Valrie Chambers, Ph.D., Stetson University professor

Valrie Chambers, Ph.D.

Person-to-person mobile phone apps like BBVA/Dwolla, Chase QuickPay, Facebook Payments in Messenger, PayPal, Snapcash, Square Cash and Venmo let one person send money directly to another by app, email or text.

To set up, download your bank app, enroll in the optional P2P feature and link to your email and/or cell phone, or download a non-bank app, create an account and link it to your bank account, credit card, debit card or prepaid card. To pay, enter the dollar amount and recipient’s contact information. Once you pay, the recipient receives notification that you paid with instructions on how to retrieve the funds.

Betty Thorne, Ph.D.

The Pros

A pro of P2Ps is that receiving money is free. Additionally, payments are fast, easy and generally safe.

The Cons

A con is that sometimes there may be a fee of up to 3 percent for paying this way, particularly if the underlying link is to a credit card.

Also, you may pay immediately, but that doesn’t mean the recipient receives the money immediately. Sometimes, the recipient does not have access to this money for up to five business days, which in weeks with a holiday could be 10 regular days.

The recipient has to have some financial sophistication, so many older or poorer friends and family may not access cash this way. And, without your phone (or sufficient battery life), you don’t have access to this money.

These apps also collect a lot of personal data on your purchases and finances, so if privacy is an issue, you’re probably better off paying cash. Additional data charges may apply.

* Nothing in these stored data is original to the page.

// src/classify/lexicon.rs
//! In-process classifier: lexicon scoring with short-range negation, mapped to
//! label probabilities in the same all-scores shape a hosted model returns.

use std::collections::HashMap;
use std::fs;
use std::path::Path;
use std::time::Instant;

use anyhow::{Context, Result};
use async_trait::async_trait;
use serde_json::Value;

use crate::classify::{candidate, record_call, RawPrediction, SentimentClient};
use crate::config::ClassifierConfig;

const EMBEDDED_LEXICON: &str = include_str!("../../sentiment_lexicon.json");

/// Logit scale per lexicon point.
const SCALE: f64 = 0.5;

#[derive(Debug, Clone)]
pub struct LexiconClassifier {
    lexicon: HashMap<String, i32>,
    neutral_bias: f64,
}

impl LexiconClassifier {
    pub fn with_lexicon(lexicon: HashMap<String, i32>, neutral_bias: f64) -> Self {
        let lexicon = lexicon
            .into_iter()
            .map(|(k, v)| (k.trim().to_lowercase(), v))
            .filter(|(k, _)| !k.is_empty())
            .collect();
        Self {
            lexicon,
            neutral_bias,
        }
    }

    pub fn embedded(neutral_bias: f64) -> Result<Self> {
        let map: HashMap<String, i32> =
            serde_json::from_str(EMBEDDED_LEXICON).context("parsing embedded lexicon")?;
        Ok(Self::with_lexicon(map, neutral_bias))
    }

    pub fn from_path<P: AsRef<Path>>(path: P, neutral_bias: f64) -> Result<Self> {
        let path = path.as_ref();
        let data = fs::read_to_string(path)
            .with_context(|| format!("reading lexicon from {}", path.display()))?;
        let map: HashMap<String, i32> = serde_json::from_str(&data)
            .with_context(|| format!("parsing lexicon {}", path.display()))?;
        Ok(Self::with_lexicon(map, neutral_bias))
    }

    /// Configured lexicon file, else the embedded one.
    pub fn from_config(cfg: &ClassifierConfig) -> Result<Self> {
        match &cfg.lexicon_path {
            Some(p) => Self::from_path(p, cfg.neutral_bias),
            None => Self::embedded(cfg.neutral_bias),
        }
    }

    #[inline]
    fn word_score(&self, w: &str) -> i32 {
        *self.lexicon.get(w).unwrap_or(&0)
    }

    /// Returns (score, token count).
    /// A negator in the preceding 1..=3 tokens flips the sign of a word's weight.
    /// Sums in `i64` with saturation, so any lexicon weights are safe.
    pub fn score_text(&self, text: &str) -> (i64, usize) {
        let tokens: Vec<String> = tokenize(text).collect();
        let mut score: i64 = 0;

        for i in 0..tokens.len() {
            let base = i64::from(self.word_score(tokens[i].as_str()));
            if base == 0 {
                continue;
            }
            let negated = (1..=3).any(|k| i >= k && is_negator(tokens[i - k].as_str()));
            score = score.saturating_add(if negated { base.saturating_neg() } else { base });
        }

        (score, tokens.len())
    }

    /// Per-label candidates, sorted positive, negative, neutral.
    fn candidates(&self, text: &str) -> Vec<Value> {
        let (score, _) = self.score_text(text);
        let s = score as f64 * SCALE;
        let [pos, neg, neu] = softmax([s, -s, self.neutral_bias]);
        vec![
            candidate("positive", pos),
            candidate("negative", neg),
            candidate("neutral", neu),
        ]
    }

    /// Single-text output: `[[{label, score} x3]]`.
    pub fn predict(&self, text: &str) -> RawPrediction {
        RawPrediction::Batched(vec![Value::Array(self.candidates(text))])
    }
}

fn softmax(logits: [f64; 3]) -> [f64; 3] {
    let max = logits.iter().copied().fold(f64::NEG_INFINITY, f64::max);
    let exps = logits.map(|l| (l - max).exp());
    let sum: f64 = exps.iter().sum();
    exps.map(|e| e / sum)
}

/// Alphanumeric tokens (apostrophes kept), lower-case.
fn tokenize(s: &str) -> impl Iterator<Item = String> + '_ {
    s.split(|c: char| !(c.is_alphanumeric() || c == '\''))
        .map(|t| t.trim_matches('\''))
        .filter(|t| !t.is_empty())
        .map(|t| t.to_lowercase())
}

fn is_negator(tok: &str) -> bool {
    matches!(
        tok,
        "not"
            | "no"
            | "never"
            | "isn't"
            | "wasn't"
            | "aren't"
            | "won't"
            | "can't"
            | "cannot"
            | "without"
            | "fails"
            | "failed"
    )
}

#[async_trait]
impl SentimentClient for LexiconClassifier {
    async fn classify(&self, text: &str) -> crate::error::Result<RawPrediction> {
        let started = Instant::now();
        let out = Ok(self.predict(text));
        record_call(self.name(), started, &out);
        out
    }

    /// One candidate list per text.
    async fn classify_batch(&self, texts: &[String]) -> crate::error::Result<Vec<RawPrediction>> {
        let started = Instant::now();
        let out = Ok(texts
            .iter()
            .map(|t| RawPrediction::Candidates(self.candidates(t)))
            .collect::<Vec<_>>());
        record_call(self.name(), started, &out);
        out
    }

    fn name(&self) -> &'static str {
        "lexicon"
    }
}

#[cfg(test)]
mod tests {
    use super::*;
    use crate::normalize::normalize;

    fn clf() -> LexiconClassifier {
        LexiconClassifier::embedded(1.0).unwrap()
    }

    #[test]
    fn negation_flips_sign() {
        let c = clf();
        let (pos, n) = c.score_text("Shares surge after record profit");
        assert!(pos > 0);
        assert_eq!(n, 5);
        let (neg, _) = c.score_text("Shares did not surge");
        assert!(neg < 0);
    }

    #[test]
    fn predictions_sum_to_one_and_normalize_to_expected_label() {
        let c = clf();
        let p = c.predict("Stock plunges as lawsuit and losses mount");
        let candidates = match &p {
            RawPrediction::Batched(outer) => outer[0].as_array().unwrap().clone(),
            other => panic!("unexpected shape {other:?}"),
        };
        let total: f64 = candidates.iter().map(|c| c["score"].as_f64().unwrap()).sum();
        assert!((total - 1.0).abs() < 1e-9);
        assert_eq!(normalize(&p).label, "negative");

        assert_eq!(normalize(&c.predict("Company schedules annual meeting")).label, "neutral");
    }

    #[test]
    fn custom_lexicon_file_is_lowercased() {
        let dir = tempfile::tempdir().unwrap();
        let p = dir.path().join("lex.json");
        fs::write(&p, r#"{"MOON": 4, " ": 9}"#).unwrap();
        let c = LexiconClassifier::from_path(&p, 0.0).unwrap();
        assert_eq!(c.score_text("to the moon").0, 4);
        assert!(LexiconClassifier::from_path(dir.path().join("missing.json"), 0.0).is_err());
    }

    #[tokio::test]
    async fn extreme_weights_do_not_overflow() {
        let lexicon = HashMap::from([
            ("moon".to_string(), 2_000_000_000),
            ("abyss".to_string(), i32::MIN),
        ]);
        let c = LexiconClassifier::with_lexicon(lexicon, 1.0);

        let (score, _) = c.score_text("moon moon");
        assert_eq!(score, 4_000_000_000);
        let raw = c.classify("moon moon").await.unwrap();
        assert_eq!(normalize(&raw).label, "positive");

        let (score, _) = c.score_text("not abyss");
        assert_eq!(score, -i64::from(i32::MIN));
        let raw = c.classify("abyss abyss abyss").await.unwrap();
        let n = normalize(&raw);
        assert_eq!(n.label, "negative");
        assert!(n.score.is_finite());
    }

    #[tokio::test]
    async fn batch_returns_one_candidate_list_per_text() {
        let c = clf();
        let texts = vec!["rally".to_string(), "crash".to_string(), "x".to_string()];
        let out = c.classify_batch(&texts).await.unwrap();
        assert_eq!(out.len(), 3);
        assert!(out.iter().all(|p| matches!(p, RawPrediction::Candidates(_))));
        assert_eq!(normalize(&out[0]).label, "positive");
        assert_eq!(normalize(&out[1]).label, "negative");
    }
}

If you know that you have a tendency to overspend, you might want to avoid these apps.

 

Valrie Chambers, Ph.D., is Chair of the Accounting Department and associate professor of taxation and accounting. Betty Thorne, Ph.D., is a professor of statistics and the Christian R. Lindback Chair of Business Administration. They write Financial Fridays to bolster students’ financial wellness, including preventing financial mistakes, safeguarding their assets and identity, and thinking critically about financial decisions. For questions, contact Valrie Chambers at Valrie.chambers@stetson.edu.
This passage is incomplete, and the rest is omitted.